BACA JUGA Pengurus Literasi Siantar Dibentuk, Tagor Sitohang, SH Ketua
Wilmar memulai pendidikan di Sekolah Rakyat di Desa Sagala dan lulus pada 1966. Ia kemudian melanjutkan ke SMP Limbong dan SMA Negeri 1 Pangururan yang diselesaikannya pada 1972.
Setelah itu, ia merantau ke Jawa Barat dan menempuh pendidikan tinggi di Fakultas Sosial Politik Universitas Katolik Parahyangan, Bandung.
Karier profesionalnya dimulai sebagai peneliti di Lembaga Ilmu Pengetahuan Indonesia (LIPI) pada 1979. Namun, setahun kemudian ia mengundurkan diri dan bergabung dengan Departemen Perindustrian, termasuk bertugas di Otorita Pengembangan Proyek Asahan sebagai staf sosial ekonomi.
Ia juga pernah menjadi penatar Pedoman Penghayatan dan Pengamalan Pancasila (P4) di DKI Jakarta hingga 1989.
Kiprah di Pemerintahan dan Pembentukan Samosir
Wilmar kemudian menjabat berbagai posisi strategis, termasuk di Biro Pengumpulan Data dan Analisa serta menjadi Kepala Balai Latihan Industri Sumatera Bagian Utara di Medan.
Pada tahun 2000, ia bergabung dengan Pemerintah Kabupaten Toba Samosir sebagai Kepala Bappeda. Dalam jabatan ini, ia menangani persoalan krusial seperti kekeringan di Pulau Samosir dengan mendorong inovasi irigasi tetes untuk pertanian hortikultura.
Ia juga menginisiasi pemanfaatan cekdam (embung) sebagai sumber air alternatif.
Peran penting Wilmar terlihat saat proses pemekaran Kabupaten Samosir, yang resmi berdiri pada 7 Januari 2004. Ia kemudian ditunjuk sebagai Penjabat (Pj) Bupati Samosir dan dilantik beberapa hari setelah peresmian.
Wilmar menjabat hingga 2005 dan kembali ditunjuk sebagai Pj Bupati sebelum akhirnya menyerahkan jabatan kepada bupati definitif pertama, Mangindar Simbolon, pada 13 September 2005.
Sebagai pemimpin, Wilmar dikenal tegas dalam menjaga lingkungan, khususnya Hutan Tele, salah satu kawasan hutan terbesar di Samosir.
Ia menolak berbagai tawaran eksploitasi hutan, termasuk dugaan suap hingga Rp3 miliar dari pihak swasta. Menurutnya, nilai ekologis hutan jauh lebih penting dibanding keuntungan ekonomi jangka pendek.
Wilmar juga aktif dalam analisis dampak lingkungan, termasuk mengkritisi aktivitas perusahaan di kawasan Danau Toba yang dinilai tidak memenuhi standar lingkungan.
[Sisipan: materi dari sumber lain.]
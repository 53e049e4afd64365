//! Remote upload service client
//!
//! Collaborator contract for the session service that initiates a
//! multipart session, mints single-use per-part upload URLs and
//! finalizes the assembled object, plus the raw part transport (a PUT
//! of the byte range against a minted URL).
//!
//! The trait is the seam the coordinator depends on; the production
//! implementation speaks JSON over HTTP via `reqwest`.

use crate::session::CompletedPart;
use async_trait::async_trait;
use bytes::Bytes;
use serde::{Deserialize, Serialize};
use std::time::Duration;
use thiserror::Error;

/// Remote service and transport errors
#[derive(Error, Debug)]
pub enum ServiceError {
    #[error("Request error: {0}")]
    RequestError(#[from] reqwest::Error),

    #[error("{operation} returned status {status}")]
    UnexpectedStatus {
        operation: &'static str,
        status: u16,
    },

    #[error("Part transmission returned no ETag")]
    MissingEtag,
}

impl ServiceError {
    /// Transport-level failures (timeouts, connection resets, 5xx) are
    /// worth retrying; 4xx responses are not.
    pub fn is_retryable(&self) -> bool {
        match self {
            ServiceError::RequestError(e) => {
                e.is_timeout() || e.is_connect() || e.is_request() || e.is_body()
            }
            ServiceError::UnexpectedStatus { status, .. } => *status >= 500,
            ServiceError::MissingEtag => false,
        }
    }
}

/// Identifiers issued by the remote service at initiation
#[derive(Debug, Clone)]
pub struct InitiatedUpload {
    pub session_id: String,
    pub asset_id: String,
    pub storage_key: String,
}

/// Remote upload service contract
#[async_trait]
pub trait UploadService: Send + Sync {
    /// Begin a multipart session for a new object
    async fn initiate(
        &self,
        file_name: &str,
        content_type: &str,
    ) -> Result<InitiatedUpload, ServiceError>;

    /// Mint a time-limited, single-use upload URL for one part
    async fn part_upload_url(
        &self,
        asset_id: &str,
        session_id: &str,
        part_number: u32,
    ) -> Result<String, ServiceError>;

    /// Transmit one part's bytes against a minted URL.
    ///
    /// The ETag response header is the transport acknowledgment; its
    /// absence is a failure.
    async fn put_part(&self, url: &str, body: Bytes) -> Result<String, ServiceError>;

    /// Finalize the assembled object. Idempotent given an identical,
    /// fully-acknowledged part set.
    async fn complete(
        &self,
        asset_id: &str,
        session_id: &str,
        parts: &[CompletedPart],
    ) -> Result<(), ServiceError>;

    /// Release server-side resources for a discarded upload. Best
    /// effort; not required for client correctness.
    async fn abort(&self, asset_id: &str) -> Result<(), ServiceError>;
}

#[derive(Debug, Serialize)]
struct InitiateRequest<'a> {
    filename: &'a str,
    content_type: &'a str,
}

#[derive(Debug, Deserialize)]
struct InitiateResponse {
    upload_id: String,
    video_id: String,
    key: String,
}

#[derive(Debug, Serialize)]
struct PartUrlRequest<'a> {
    video_id: &'a str,
    upload_id: &'a str,
    part_number: u32,
}

#[derive(Debug, Deserialize)]
struct PartUrlResponse {
    url: String,
}

#[derive(Debug, Serialize)]
struct WirePart<'a> {
    #[serde(rename = "PartNumber")]
    part_number: u32,
    #[serde(rename = "ETag")]
    etag: &'a str,
}

#[derive(Debug, Serialize)]
struct CompleteRequest<'a> {
    video_id: &'a str,
    upload_id: &'a str,
    parts: Vec<WirePart<'a>>,
}

/// HTTP implementation of the upload service contract
pub struct HttpUploadService {
    endpoint: String,
    client: reqwest::Client,
}

impl HttpUploadService {
    /// Create a client against the service base endpoint.
    ///
    /// A stalled call is a retryable transport failure, not a hang:
    /// every request carries `timeout`.
    pub fn new(endpoint: &str, timeout: Duration) -> Result<Self, ServiceError> {
        let client = reqwest::Client::builder().timeout(timeout).build()?;
        Ok(Self {
            endpoint: endpoint.trim_end_matches('/').to_string(),
            client,
        })
    }

    fn url(&self, path: &str) -> String {
        format!("{}{}", self.endpoint, path)
    }

    fn check_status(
        operation: &'static str,
        response: &reqwest::Response,
    ) -> Result<(), ServiceError> {
        if response.status().is_success() {
            Ok(())
        } else {
            Err(ServiceError::UnexpectedStatus {
                operation,
                status: response.status().as_u16(),
            })
        }
    }
}

#[async_trait]
impl UploadService for HttpUploadService {
    #[tracing::instrument(
        name = "service.initiate",
        skip(self),
        fields(upload.file_name = %file_name),
        err
    )]
    async fn initiate(
        &self,
        file_name: &str,
        content_type: &str,
    ) -> Result<InitiatedUpload, ServiceError> {
        let response = self
            .client
            .post(self.url("/uploads/initiate"))
            .json(&InitiateRequest {
                filename: file_name,
                content_type,
            })
            .send()
            .await?;
        Self::check_status("initiate", &response)?;
        let body: InitiateResponse = response.json().await?;

        tracing::info!(
            session_id = %body.upload_id,
            asset_id = %body.video_id,
            storage_key = %body.key,
            "Initiated multipart session"
        );

        Ok(InitiatedUpload {
            session_id: body.upload_id,
            asset_id: body.video_id,
            storage_key: body.key,
        })
    }

    #[tracing::instrument(
        name = "service.part_url",
        skip(self),
        fields(session_id = %session_id, part_number = part_number),
        err
    )]
    async fn part_upload_url(
        &self,
        asset_id: &str,
        session_id: &str,
        part_number: u32,
    ) -> Result<String, ServiceError> {
        let response = self
            .client
            .post(self.url("/uploads/presigned-url"))
            .json(&PartUrlRequest {
                video_id: asset_id,
                upload_id: session_id,
                part_number,
            })
            .send()
            .await?;
        Self::check_status("part_upload_url", &response)?;
        let body: PartUrlResponse = response.json().await?;
        Ok(body.url)
    }

    #[tracing::instrument(
        name = "service.put_part",
        skip(self, body),
        fields(upload.bytes = body.len()),
        err
    )]
    async fn put_part(&self, url: &str, body: Bytes) -> Result<String, ServiceError> {
        let response = self.client.put(url).body(body).send().await?;
        Self::check_status("put_part", &response)?;

        let etag = response
            .headers()
            .get(reqwest::header::ETAG)
            .and_then(|v| v.to_str().ok())
            .map(|v| v.trim_matches('"').to_string())
            .filter(|v| !v.is_empty())
            .ok_or(ServiceError::MissingEtag)?;

        Ok(etag)
    }

    #[tracing::instrument(
        name = "service.complete",
        skip(self, parts),
        fields(session_id = %session_id, parts_count = parts.len()),
        err
    )]
    async fn complete(
        &self,
        asset_id: &str,
        session_id: &str,
        parts: &[CompletedPart],
    ) -> Result<(), ServiceError> {
        let response = self
            .client
            .post(self.url("/uploads/complete"))
            .json(&CompleteRequest {
                video_id: asset_id,
                upload_id: session_id,
                parts: parts
                    .iter()
                    .map(|p| WirePart {
                        part_number: p.part_number,
                        etag: &p.etag,
                    })
                    .collect(),
            })
            .send()
            .await?;
        Self::check_status("complete", &response)?;

        tracing::info!(asset_id = %asset_id, "Completed multipart session");
        Ok(())
    }

    #[tracing::instrument(name = "service.abort", skip(self), err)]
    async fn abort(&self, asset_id: &str) -> Result<(), ServiceError> {
        let response = self
            .client
            .delete(self.url(&format!("/uploads/{asset_id}")))
            .send()
            .await?;
        Self::check_status("abort", &response)
    }
}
Penghargaan dan Sikap Kritis
Atas dedikasinya, Wilmar menerima sejumlah penghargaan, antara lain:
Wana Lestari (2011) atas kegiatan penanaman pohon
Danau Toba Award (2011) dari Badan Pengelola Ekosistem Danau Toba
Namun, ia mengembalikan penghargaan Danau Toba Award pada 2013 karena menilai tidak ada komitmen nyata pemerintah dalam pelestarian lingkungan.
Pada 16 Mei 2013, Wilmar sempat menerima ancaman pembunuhan saat mendokumentasikan aktivitas pengangkutan kayu dari Hutan Tele. Ia bersama warga dan aktivis kemudian melaporkan kejadian tersebut ke Polres Samosir.
Peristiwa ini menunjukkan komitmennya dalam mengawal isu lingkungan secara langsung di lapangan.
Pada 2016, Wilmar dipercaya menjadi Manager Area Geopark Kaldera Danau Toba. Ia kerap mengkritik pemerintah karena dinilai kurang serius dalam upaya menjadikan kawasan tersebut sebagai UNESCO Global Geopark.
Setelah sempat gagal pada 2016, akhirnya pada 2019 Geopark Kaldera Danau Toba resmi diakui UNESCO. Wilmar kemudian menjabat sebagai Koordinator Bidang Edukasi dan Penelitian Pengembangan.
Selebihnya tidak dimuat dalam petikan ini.